Xeroderma pigmentosum (XP) is a rare genodermatosis with a lifelong propensity to develop malignant skin tumors. In this retrospective study, 24 XP patients were evaluated with regard to frequency and clinicopathological features of benign and malignant skin tumors. Seventeen patients had at least one malignant skin tumor diagnosed: basal cell carcinoma (BCC) in 13 patients (n=72), basosquamous carcinoma in three patients (n=4), squamous cell carcinoma in six patients (n=13), keratoacanthoma in three patients (n=15), and melanoma in six patients (n=18). Most melanomas (n=15) were in situ lesions.
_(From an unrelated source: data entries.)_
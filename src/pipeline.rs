use std::path::{Path, PathBuf};

use chrono::{Duration, NaiveDate, Utc};

use crate::archive::{build_archive, deployment_runbook};
use crate::config::AppConfig;
use crate::error::AppError;
use crate::extract::{extract_description, extract_title};
use crate::inject::{inject_meta_tags, MetaTags};
use crate::record::{format_file_size, generate_file_id, AnnotationRecord};
use crate::render::{
    passthrough_image, render_generated, FontMetrics, PreviewImage, CANVAS_HEIGHT, CANVAS_WIDTH,
    MAX_CUSTOM_IMAGE_BYTES,
};
use crate::shorten::UrlShortener;
use crate::store::MetadataStore;

#[derive(Debug, Clone)]
pub enum ImageSource {
    Generated,
    Custom(PathBuf),
}

#[derive(Debug, Clone, Copy, PartialEq, Eq)]
pub enum Packaging {
    Archive,
    Flat,
}

pub struct PublishOptions {
    pub input: PathBuf,
    pub image: ImageSource,
    pub packaging: Packaging,
    pub shorten: bool,
    pub slug: Option<String>,
    pub description: Option<String>,
    pub expiry: Option<NaiveDate>,
    pub output_dir: Option<PathBuf>,
}

#[derive(Debug)]
pub struct PublishOutcome {
    pub record: AnnotationRecord,
    pub artifact_path: PathBuf,
    pub share_url: String,
}

fn is_html_file(path: &Path) -> bool {
    let by_mime = mime_guess::from_path(path)
        .first()
        .map(|m| m.essence_str().contains("html"))
        .unwrap_or(false);
    let by_ext = path
        .extension()
        .and_then(|e| e.to_str())
        .map(|e| e.eq_ignore_ascii_case("html"))
        .unwrap_or(false);
    by_mime || by_ext
}

fn validate_custom_image(path: &Path) -> Result<(), AppError> {
    let is_image = mime_guess::from_path(path)
        .first()
        .map(|m| m.type_() == mime::IMAGE)
        .unwrap_or(false);
    if !is_image {
        return Err(AppError::validation(format!(
            "{} is not an image file",
            path.display()
        )));
    }
    let meta = std::fs::metadata(path)?;
    if meta.len() > MAX_CUSTOM_IMAGE_BYTES {
        return Err(AppError::validation(format!(
            "Custom image exceeds the {} limit",
            format_file_size(MAX_CUSTOM_IMAGE_BYTES)
        )));
    }
    Ok(())
}

fn normalized_base_url(config: &AppConfig) -> String {
    let mut base = config.site_base_url.clone();
    if !base.ends_with('/') {
        base.push('/');
    }
    base
}

// One pipeline for every publishing shape: generated or custom preview
// image, archive or flat packaging, with or without a short URL.
pub async fn publish(
    config: &AppConfig,
    store: &MetadataStore,
    shortener: &dyn UrlShortener,
    options: PublishOptions,
) -> Result<PublishOutcome, AppError> {
    // All validation happens before any side effect.
    if !is_html_file(&options.input) {
        return Err(AppError::validation(format!(
            "{} is not an HTML file",
            options.input.display()
        )));
    }

    let today = Utc::now().date_naive();
    let expiry = options
        .expiry
        .unwrap_or_else(|| today + Duration::days(config.default_expiry_days));
    if expiry <= today {
        return Err(AppError::validation(
            "Expiry date must be in the future".to_string(),
        ));
    }

    if let ImageSource::Custom(image_path) = &options.image {
        if options.packaging == Packaging::Flat {
            return Err(AppError::validation(
                "A custom image requires archive packaging".to_string(),
            ));
        }
        validate_custom_image(image_path)?;
    }

    log::info!("Publishing {}", options.input.display());
    let content = tokio::fs::read_to_string(&options.input).await?;
    let input_size = tokio::fs::metadata(&options.input).await?.len();

    let original_name = options
        .input
        .file_name()
        .and_then(|n| n.to_str())
        .unwrap_or("annotation.html")
        .to_string();

    let file_id = generate_file_id();
    let slug = options.slug.clone().unwrap_or_else(|| file_id.clone());
    let file_name = match &options.slug {
        Some(custom) => format!("{}.html", custom),
        None => format!("annotation-{}.html", file_id),
    };

    let base = normalized_base_url(config);
    let (public_url, image_url) = match options.packaging {
        Packaging::Archive => {
            let public = format!("{}annotations/{}/", base, slug);
            let image = format!("{}preview.jpg", public);
            (public, image)
        }
        Packaging::Flat => {
            let public = format!("{}annotations/{}", base, file_name);
            let image = format!("{}preview-image.jpg", base);
            (public, image)
        }
    };

    let title_fallback = original_name
        .strip_suffix(".html")
        .unwrap_or(&original_name);
    let title = extract_title(&content, title_fallback);
    let description = extract_description(&content, options.description.as_deref());

    // Flat packaging ships no image of its own; the tags point at the
    // site-wide static preview at canonical dimensions.
    let preview: Option<PreviewImage> = match (&options.image, options.packaging) {
        (_, Packaging::Flat) => None,
        (ImageSource::Custom(image_path), _) => {
            let bytes = tokio::fs::read(image_path).await?;
            Some(passthrough_image(&bytes)?)
        }
        (ImageSource::Generated, _) => {
            let fonts = FontMetrics::load();
            Some(render_generated(&title, &description, fonts.as_ref())?)
        }
    };
    let (image_width, image_height) = preview
        .as_ref()
        .map(|p| (p.width, p.height))
        .unwrap_or((CANVAS_WIDTH, CANVAS_HEIGHT));

    let tags = MetaTags {
        title: &title,
        description: &description,
        public_url: &public_url,
        image_url: &image_url,
        image_width,
        image_height,
        site_name: &config.site_name,
    };
    let enhanced = inject_meta_tags(&content, &tags);

    let output_dir = options
        .output_dir
        .clone()
        .unwrap_or_else(|| PathBuf::from(&config.output_dir));
    tokio::fs::create_dir_all(&output_dir).await?;

    // Flat packaging carries no preview by construction, so the artifact
    // shape keys off its presence.
    let artifact_path = match preview.as_ref() {
        Some(preview) => {
            let runbook =
                deployment_runbook(&slug, &public_url, enhanced.len(), preview.bytes.len());
            let bytes = build_archive(&slug, &enhanced, preview, &runbook)?;
            let path = output_dir.join(format!("{}.zip", slug));
            tokio::fs::write(&path, bytes).await?;
            path
        }
        None => {
            let path = output_dir.join(&file_name);
            tokio::fs::write(&path, enhanced.as_bytes()).await?;
            path
        }
    };
    log::info!("Wrote {}", artifact_path.display());

    let record = AnnotationRecord {
        id: file_id.clone(),
        file_name,
        original_name,
        created: Utc::now(),
        expiry,
        slug,
        description: options.description.clone().unwrap_or_default(),
        public_url: public_url.clone(),
        file_size: format_file_size(input_size),
        custom_image: matches!(options.image, ImageSource::Custom(_)),
        preview_title: title,
        preview_description: description,
    };

    // A failed metadata persist never blocks a successful publish.
    let mut records = store.load();
    records.insert(file_id, record.clone());
    if let Err(e) = store.save(&records) {
        log::error!("Error saving metadata: {}", e);
    }

    let share_url = if options.shorten {
        shortener.shorten(&public_url).await
    } else {
        public_url
    };

    Ok(PublishOutcome {
        record,
        artifact_path,
        share_url,
    })
}

#[cfg(test)]
mod tests {
    use super::*;
    use async_trait::async_trait;
    use image::GenericImageView;
    use std::io::Read;

    struct FixedShortener(String);

    #[async_trait]
    impl UrlShortener for FixedShortener {
        async fn shorten(&self, _long_url: &str) -> String {
            self.0.clone()
        }
    }

    struct NeverShortener;

    #[async_trait]
    impl UrlShortener for NeverShortener {
        async fn shorten(&self, long_url: &str) -> String {
            long_url.to_string()
        }
    }

    fn test_config(dir: &Path) -> AppConfig {
        AppConfig {
            site_base_url: "https://annotationhub.com/".to_string(),
            site_name: "Annotation Hub".to_string(),
            store_path: dir.join("store.json").to_string_lossy().into_owned(),
            output_dir: dir.to_string_lossy().into_owned(),
            shortener_endpoints: vec![],
            default_expiry_days: 7,
            log_level: "info".to_string(),
        }
    }

    fn scratch_dir() -> PathBuf {
        let dir = std::env::temp_dir().join(format!("annotation-hub-{}", generate_file_id()));
        std::fs::create_dir_all(&dir).unwrap();
        dir
    }

    fn base_options(input: PathBuf) -> PublishOptions {
        PublishOptions {
            input,
            image: ImageSource::Generated,
            packaging: Packaging::Archive,
            shorten: false,
            slug: None,
            description: None,
            expiry: None,
            output_dir: None,
        }
    }

    #[tokio::test]
    async fn non_html_input_is_rejected_before_any_side_effect() {
        let dir = scratch_dir();
        let config = test_config(&dir);
        let store = MetadataStore::new(&config.store_path);

        let input = dir.join("photo.png");
        std::fs::write(&input, b"not really a png").unwrap();

        let err = publish(&config, &store, &NeverShortener, base_options(input))
            .await
            .unwrap_err();
        assert!(matches!(err, AppError::Validation(_)));
        assert!(store.load().is_empty());
        assert!(std::fs::read_dir(&dir).unwrap().count() <= 1);
    }

    #[tokio::test]
    async fn oversized_custom_image_is_rejected_before_decoding() {
        let dir = scratch_dir();
        let config = test_config(&dir);
        let store = MetadataStore::new(&config.store_path);

        let input = dir.join("page.html");
        std::fs::write(&input, "<html><head></head><body></body></html>").unwrap();

        // Not decodable as an image; a size check must fire first.
        let big = dir.join("big.jpg");
        std::fs::write(&big, vec![b'x'; (MAX_CUSTOM_IMAGE_BYTES + 1) as usize]).unwrap();

        let mut options = base_options(input);
        options.image = ImageSource::Custom(big);
        let err = publish(&config, &store, &NeverShortener, options)
            .await
            .unwrap_err();
        match err {
            AppError::Validation(msg) => assert!(msg.contains("5 MB")),
            other => panic!("expected validation error, got {}", other),
        }
    }

    #[tokio::test]
    async fn past_expiry_is_rejected() {
        let dir = scratch_dir();
        let config = test_config(&dir);
        let store = MetadataStore::new(&config.store_path);

        let input = dir.join("page.html");
        std::fs::write(&input, "<html><head></head><body></body></html>").unwrap();

        let mut options = base_options(input);
        options.expiry = NaiveDate::from_ymd_opt(2020, 1, 1);
        let err = publish(&config, &store, &NeverShortener, options)
            .await
            .unwrap_err();
        assert!(matches!(err, AppError::Validation(_)));
    }

    #[tokio::test]
    async fn custom_image_archive_publish_end_to_end() {
        let dir = scratch_dir();
        let config = test_config(&dir);
        let store = MetadataStore::new(&config.store_path);

        let input = dir.join("notes.html");
        std::fs::write(
            &input,
            "<html><head><title>Field Notes</title>\n</head><body><p>body</p></body></html>",
        )
        .unwrap();

        let image_path = dir.join("shot.png");
        image::DynamicImage::ImageRgb8(image::RgbImage::from_pixel(
            400,
            250,
            image::Rgb([200, 40, 40]),
        ))
        .save(&image_path)
        .unwrap();

        let mut options = base_options(input);
        options.image = ImageSource::Custom(image_path);
        options.slug = Some("field-notes".to_string());
        options.description = Some("A walk through the field".to_string());

        let outcome = publish(&config, &store, &NeverShortener, options)
            .await
            .unwrap();

        assert_eq!(
            outcome.record.public_url,
            "https://annotationhub.com/annotations/field-notes/"
        );
        assert_eq!(outcome.share_url, outcome.record.public_url);
        assert!(outcome.record.custom_image);
        assert_eq!(outcome.record.preview_title, "Field Notes");

        let archive_bytes = std::fs::read(&outcome.artifact_path).unwrap();
        let mut archive = zip::ZipArchive::new(std::io::Cursor::new(archive_bytes)).unwrap();
        let mut html = String::new();
        archive
            .by_name("field-notes/index.html")
            .unwrap()
            .read_to_string(&mut html)
            .unwrap();
        assert!(html.contains(r#"<meta property="og:image:width" content="400">"#));
        assert!(html.contains(r#"<meta property="og:image:height" content="250">"#));
        assert!(html.contains(r#"<meta property="og:title" content="Field Notes">"#));

        let mut image_bytes = Vec::new();
        archive
            .by_name("field-notes/preview.jpg")
            .unwrap()
            .read_to_end(&mut image_bytes)
            .unwrap();
        let decoded = image::load_from_memory(&image_bytes).unwrap();
        assert_eq!((decoded.width(), decoded.height()), (400, 250));

        let records = store.load();
        assert_eq!(records.len(), 1);
        assert_eq!(records[&outcome.record.id].slug, "field-notes");
    }

    #[tokio::test]
    async fn flat_publish_writes_enhanced_html_only() {
        let dir = scratch_dir();
        let config = test_config(&dir);
        let store = MetadataStore::new(&config.store_path);

        let input = dir.join("page.html");
        std::fs::write(
            &input,
            "<html><head><title>Flat Page</title>\n</head><body></body></html>",
        )
        .unwrap();

        let mut options = base_options(input);
        options.packaging = Packaging::Flat;
        options.slug = Some("flat-page".to_string());

        let outcome = publish(&config, &store, &NeverShortener, options)
            .await
            .unwrap();

        assert_eq!(
            outcome.record.public_url,
            "https://annotationhub.com/annotations/flat-page.html"
        );
        assert!(outcome.artifact_path.ends_with("flat-page.html"));

        let html = std::fs::read_to_string(&outcome.artifact_path).unwrap();
        assert!(html.contains(
            r#"<meta property="og:image" content="https://annotationhub.com/preview-image.jpg">"#
        ));
        assert!(html.contains(r#"<meta property="og:image:width" content="1200">"#));
        assert!(!dir.join("flat-page.zip").exists());
    }

    #[tokio::test]
    async fn short_url_is_surfaced_when_shortening_succeeds() {
        let dir = scratch_dir();
        let config = test_config(&dir);
        let store = MetadataStore::new(&config.store_path);

        let input = dir.join("page.html");
        std::fs::write(
            &input,
            "<html><head><title>T</title>\n</head><body></body></html>",
        )
        .unwrap();

        let mut options = base_options(input);
        options.shorten = true;
        let shortener = FixedShortener("https://short.test/abc".to_string());
        let outcome = publish(&config, &store, &shortener, options).await.unwrap();
        assert_eq!(outcome.share_url, "https://short.test/abc");
    }
}
/// Text width measurement hook, so line fitting can run against a real
/// font face or a deterministic fake.
pub trait TextMeasure {
    /// Width in pixels of `text` rendered at `px` font size.
    fn text_width(&self, text: &str, px: f32) -> f32;
}

/// Fixed per-character advance. Used when no system font face is
/// available, and by tests that need reproducible widths.
pub struct HeuristicMetrics {
    pub advance_ratio: f32,
}

impl Default for HeuristicMetrics {
    fn default() -> Self {
        Self { advance_ratio: 0.55 }
    }
}

impl TextMeasure for HeuristicMetrics {
    fn text_width(&self, text: &str, px: f32) -> f32 {
        text.chars().count() as f32 * px * self.advance_ratio
    }
}

// Greedy accumulation at word granularity. A word wider than the budget
// still gets its own line and is allowed to overflow; the final candidate
// is always committed.
pub fn wrap_text(text: &str, max_width: f32, px: f32, measure: &dyn TextMeasure) -> Vec<String> {
    let mut lines = Vec::new();
    let mut line = String::new();

    for word in text.split_whitespace() {
        let candidate = if line.is_empty() {
            word.to_string()
        } else {
            format!("{} {}", line, word)
        };

        if measure.text_width(&candidate, px) > max_width && !line.is_empty() {
            lines.push(std::mem::take(&mut line));
            line = word.to_string();
        } else {
            line = candidate;
        }
    }

    lines.push(line);
    lines
}
//! Flat nodes: artifacts and builders.

use serde::{Deserialize, Serialize};

use crate::ontology::NodeId;

/// A content-addressed artifact. Algorithm and digest are stored lower-case.
#[derive(Debug, Clone, Default, PartialEq, Eq, Serialize, Deserialize)]
pub struct Artifact {
    pub id: NodeId,
    pub algorithm: String,
    pub digest: String,
}

impl Artifact {
    pub fn new(id: impl Into<NodeId>, algorithm: &str, digest: &str) -> Self {
        Self {
            id: id.into(),
            algorithm: algorithm.to_lowercase(),
            digest: digest.to_lowercase(),
        }
    }
}

impl std::fmt::Display for Artifact {
    fn fmt(&self, f: &mut std::fmt::Formatter<'_>) -> std::fmt::Result {
        write!(f, "{}:{}", self.algorithm, self.digest)
    }
}

/// The entity that produced an artifact, identified by URI.
#[derive(Debug, Clone, Default, PartialEq, Eq, Serialize, Deserialize)]
pub struct Builder {
    pub id: NodeId,
    pub uri: String,
}
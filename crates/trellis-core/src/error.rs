//! Graph query error types.

use thiserror::Error;

use crate::config::ConfigError;

/// Which identity form failed to parse.
#[derive(Debug, Clone, Copy, PartialEq, Eq)]
pub enum IdentityKind {
    Package,
    Source,
    Artifact,
    SubjectType,
}

impl std::fmt::Display for IdentityKind {
    fn fmt(&self, f: &mut std::fmt::Formatter<'_>) -> std::fmt::Result {
        match self {
            Self::Package => write!(f, "package"),
            Self::Source => write!(f, "source"),
            Self::Artifact => write!(f, "artifact"),
            Self::SubjectType => write!(f, "subject type"),
        }
    }
}

/// Errors that can occur while resolving or traversing the graph.
#[derive(Debug, Error)]
pub enum GraphError {
    /// An identity string could not be decomposed.
    #[error("Malformed {kind} identity {input:?}: {reason}")]
    MalformedIdentity {
        kind: IdentityKind,
        input: String,
        reason: String,
    },

    /// A spec or id resolved to zero records.
    #[error("Not found: {0}")]
    NotFound(String),

    /// A spec resolved to more than one record where uniqueness was required.
    #[error("Ambiguous subject: {what} matched {count} nodes")]
    AmbiguousSubject { what: String, count: usize },

    /// The storage backend failed or could not be reached.
    #[error("Backend unavailable: {0}")]
    BackendUnavailable(String),

    /// The caller cancelled the request.
    #[error("Query cancelled")]
    Cancelled,

    /// The caller-supplied deadline elapsed.
    #[error("Query deadline exceeded")]
    DeadlineExceeded,

    /// A stored record could not be encoded or decoded.
    #[error("Serialization error: {0}")]
    Serialization(#[from] serde_json::Error),

    /// Configuration error.
    #[error("Configuration error: {0}")]
    Config(#[from] ConfigError),
}

impl GraphError {
    pub fn malformed(kind: IdentityKind, input: &str, reason: impl Into<String>) -> Self {
        GraphError::MalformedIdentity {
            kind,
            input: input.to_string(),
            reason: reason.into(),
        }
    }

    /// True for the errors raised when the caller gave up on the request.
    pub fn is_cancellation(&self) -> bool {
        matches!(self, GraphError::Cancelled | GraphError::DeadlineExceeded)
    }

    /// True for `NotFound`, which callers treat as an ordinary empty result.
    pub fn is_not_found(&self) -> bool {
        matches!(self, GraphError::NotFound(_))
    }
}

impl From<surrealdb::Error> for GraphError {
    fn from(err: surrealdb::Error) -> Self {
        GraphError::BackendUnavailable(err.to_string())
    }
}

pub type Result<T, E = GraphError> = std::result::Result<T, E>;
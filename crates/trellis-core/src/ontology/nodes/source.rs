//! Source nodes: type → namespace → name (+ tag / commit).

use serde::{Deserialize, Serialize};

use crate::identity::SourceCoordinate;
use crate::ontology::NodeId;

/// Name level of a source tree. Tag and commit discriminate names.
#[derive(Debug, Clone, Default, PartialEq, Eq, Serialize, Deserialize)]
pub struct SourceName {
    pub id: NodeId,
    pub name: String,
    #[serde(skip_serializing_if = "Option::is_none")]
    pub tag: Option<String>,
    #[serde(skip_serializing_if = "Option::is_none")]
    pub commit: Option<String>,
}

/// Namespace level, e.g. `github.com/guacsec`.
#[derive(Debug, Clone, Default, PartialEq, Eq, Serialize, Deserialize)]
pub struct SourceNamespace {
    pub id: NodeId,
    pub namespace: String,
    pub names: Vec<SourceName>,
}

/// Type level, e.g. `git`.
#[derive(Debug, Clone, Default, PartialEq, Eq, Serialize, Deserialize)]
pub struct Source {
    pub id: NodeId,
    #[serde(rename = "type")]
    pub src_type: String,
    pub namespaces: Vec<SourceNamespace>,
}

/// Depth of a source node.
#[derive(Debug, Clone, Copy, PartialEq, Eq, Hash, Serialize, Deserialize)]
#[serde(rename_all = "snake_case")]
pub enum SourceLevel {
    Type,
    Namespace,
    Name,
}

/// A single branch of a source tree, flattened. `chain` runs leaf → root.
#[derive(Debug, Clone, PartialEq, Eq)]
pub struct SourceLeaf {
    pub id: NodeId,
    pub level: SourceLevel,
    pub chain: Vec<NodeId>,
    pub src_type: String,
    pub namespace: Option<String>,
    pub name: Option<String>,
    pub tag: Option<String>,
    pub commit: Option<String>,
}

impl SourceLeaf {
    pub fn contains(&self, id: &NodeId) -> bool {
        self.chain.iter().any(|c| c == id)
    }
}

impl Source {
    pub fn leaves(&self) -> Vec<SourceLeaf> {
        let mut out = Vec::new();
        if self.namespaces.is_empty() {
            out.push(SourceLeaf {
                id: self.id.clone(),
                level: SourceLevel::Type,
                chain: vec![self.id.clone()],
                src_type: self.src_type.clone(),
                namespace: None,
                name: None,
                tag: None,
                commit: None,
            });
        }
        for ns in &self.namespaces {
            if ns.names.is_empty() {
                out.push(SourceLeaf {
                    id: ns.id.clone(),
                    level: SourceLevel::Namespace,
                    chain: vec![ns.id.clone(), self.id.clone()],
                    src_type: self.src_type.clone(),
                    namespace: Some(ns.namespace.clone()),
                    name: None,
                    tag: None,
                    commit: None,
                });
            }
            for name in &ns.names {
                out.push(SourceLeaf {
                    id: name.id.clone(),
                    level: SourceLevel::Name,
                    chain: vec![name.id.clone(), ns.id.clone(), self.id.clone()],
                    src_type: self.src_type.clone(),
                    namespace: Some(ns.namespace.clone()),
                    name: Some(name.name.clone()),
                    tag: name.tag.clone(),
                    commit: name.commit.clone(),
                });
            }
        }
        out
    }

    /// Id of the deepest node on the first branch.
    pub fn leaf_id(&self) -> &NodeId {
        let Some(ns) = self.namespaces.first() else {
            return &self.id;
        };
        match ns.names.first() {
            Some(name) => &name.id,
            None => &ns.id,
        }
    }

    pub fn coordinate(&self) -> SourceCoordinate {
        let ns = self.namespaces.first();
        let name = ns.and_then(|ns| ns.names.first());
        SourceCoordinate {
            src_type: self.src_type.clone(),
            namespace: ns.map(|ns| ns.namespace.clone()).unwrap_or_default(),
            name: name.map(|n| n.name.clone()).unwrap_or_default(),
            tag: name.and_then(|n| n.tag.clone()),
            commit: name.and_then(|n| n.commit.clone()),
        }
    }
}
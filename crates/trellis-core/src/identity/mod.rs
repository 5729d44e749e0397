//! Identity strings and their decomposition.
//!
//! Pure parsing: each form decomposes into a coordinate that can be
//! re-encoded canonically or turned into a lookup spec.

mod artifact;
mod purl;
mod vcs;

pub use artifact::ArtifactCoordinate;
pub use purl::PackageCoordinate;
pub use vcs::SourceCoordinate;

use serde::{Deserialize, Serialize};

use crate::error::{GraphError, IdentityKind, Result};
use crate::spec::SubjectSpec;

/// Which identity form a subject string is written in.
#[derive(Debug, Clone, Copy, PartialEq, Eq, Serialize, Deserialize)]
#[serde(rename_all = "lowercase")]
pub enum SubjectType {
    Package,
    Source,
    Artifact,
}

impl std::str::FromStr for SubjectType {
    type Err = GraphError;

    fn from_str(s: &str) -> Result<Self> {
        match s.to_lowercase().as_str() {
            "package" => Ok(Self::Package),
            "source" => Ok(Self::Source),
            "artifact" => Ok(Self::Artifact),
            _ => Err(GraphError::malformed(
                IdentityKind::SubjectType,
                s,
                "expected package, source or artifact",
            )),
        }
    }
}

/// A parsed subject identity.
#[derive(Debug, Clone, PartialEq, Eq, Serialize, Deserialize)]
#[serde(tag = "subject_type", rename_all = "lowercase")]
pub enum Subject {
    Package(PackageCoordinate),
    Source(SourceCoordinate),
    Artifact(ArtifactCoordinate),
}

impl Subject {
    pub fn parse(subject_type: SubjectType, input: &str) -> Result<Self> {
        Ok(match subject_type {
            SubjectType::Package => Subject::Package(PackageCoordinate::parse(input)?),
            SubjectType::Source => Subject::Source(SourceCoordinate::parse(input)?),
            SubjectType::Artifact => Subject::Artifact(ArtifactCoordinate::parse(input)?),
        })
    }

    pub fn subject_type(&self) -> SubjectType {
        match self {
            Subject::Package(_) => SubjectType::Package,
            Subject::Source(_) => SubjectType::Source,
            Subject::Artifact(_) => SubjectType::Artifact,
        }
    }

    pub fn to_spec(&self) -> SubjectSpec {
        match self {
            Subject::Package(p) => SubjectSpec::Package(p.to_spec()),
            Subject::Source(s) => SubjectSpec::Source(s.to_spec()),
            Subject::Artifact(a) => SubjectSpec::Artifact(a.to_spec()),
        }
    }
}

impl std::fmt::Display for Subject {
    fn fmt(&self, f: &mut std::fmt::Formatter<'_>) -> std::fmt::Result {
        match self {
            Subject::Package(p) => p.fmt(f),
            Subject::Source(s) => s.fmt(f),
            Subject::Artifact(a) => a.fmt(f),
        }
    }
}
Several benign skin tumors were noted such as tricholemmoma (n=1), trichoepithelioma (n=1), trichoblastoma (n=1), follicular infundibulum tumor (n=1), keratoacanthoma-like follicular lesion (n=1), adnexal tumors with folliculosebaceous (n=1) and tricholemmal differentiation (n=1), and neurofibroma (n=1). Benign vascular proliferations including pyogenic granulomas (n=8), widespread telangiectasias, and senile angioma-like lesions were also observed in 3, 5, and 5 patients, respectively. Similar to many reports, BCC was found to be the most common malignant skin tumor. The high prevalence of benign adnexal tumors of follicular differentiation, some of them showing mixed histopathological features and various vascular proliferations in our series raises the question of whether they indicate a formerly undescribed association with XP.